#### [What to produce]
Where does the string "ConnectionState" appear in the records? Copy every line that contains it.
● ● ●
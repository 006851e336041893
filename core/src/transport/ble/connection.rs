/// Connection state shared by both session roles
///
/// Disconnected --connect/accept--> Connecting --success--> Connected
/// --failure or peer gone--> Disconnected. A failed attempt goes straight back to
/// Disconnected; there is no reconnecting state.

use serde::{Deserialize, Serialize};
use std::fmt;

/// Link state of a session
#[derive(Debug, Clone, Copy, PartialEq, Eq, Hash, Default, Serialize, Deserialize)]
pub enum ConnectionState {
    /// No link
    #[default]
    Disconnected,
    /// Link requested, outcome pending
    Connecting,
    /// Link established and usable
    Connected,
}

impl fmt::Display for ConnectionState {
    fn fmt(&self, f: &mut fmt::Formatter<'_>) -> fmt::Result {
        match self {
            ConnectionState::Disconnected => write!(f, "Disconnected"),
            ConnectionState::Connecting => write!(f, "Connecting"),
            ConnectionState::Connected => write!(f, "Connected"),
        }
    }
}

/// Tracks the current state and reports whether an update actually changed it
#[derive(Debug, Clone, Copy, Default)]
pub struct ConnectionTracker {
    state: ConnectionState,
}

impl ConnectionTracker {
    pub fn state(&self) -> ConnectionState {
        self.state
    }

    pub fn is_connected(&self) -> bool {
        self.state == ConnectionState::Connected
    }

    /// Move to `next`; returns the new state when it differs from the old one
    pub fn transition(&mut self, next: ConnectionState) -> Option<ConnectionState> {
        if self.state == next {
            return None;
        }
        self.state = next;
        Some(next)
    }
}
● ● ●
#### [Answer to this exercise]
pub enum ConnectionState {
impl fmt::Display for ConnectionState {
            ConnectionState::Disconnected => write!(f, "Disconnected"),
            ConnectionState::Connecting => write!(f, "Connecting"),
            ConnectionState::Connected => write!(f, "Connected"),
    state: ConnectionState,
    pub fn state(&self) -> ConnectionState {
        self.state == ConnectionState::Connected
    pub fn transition(&mut self, next: ConnectionState) -> Option<ConnectionState> {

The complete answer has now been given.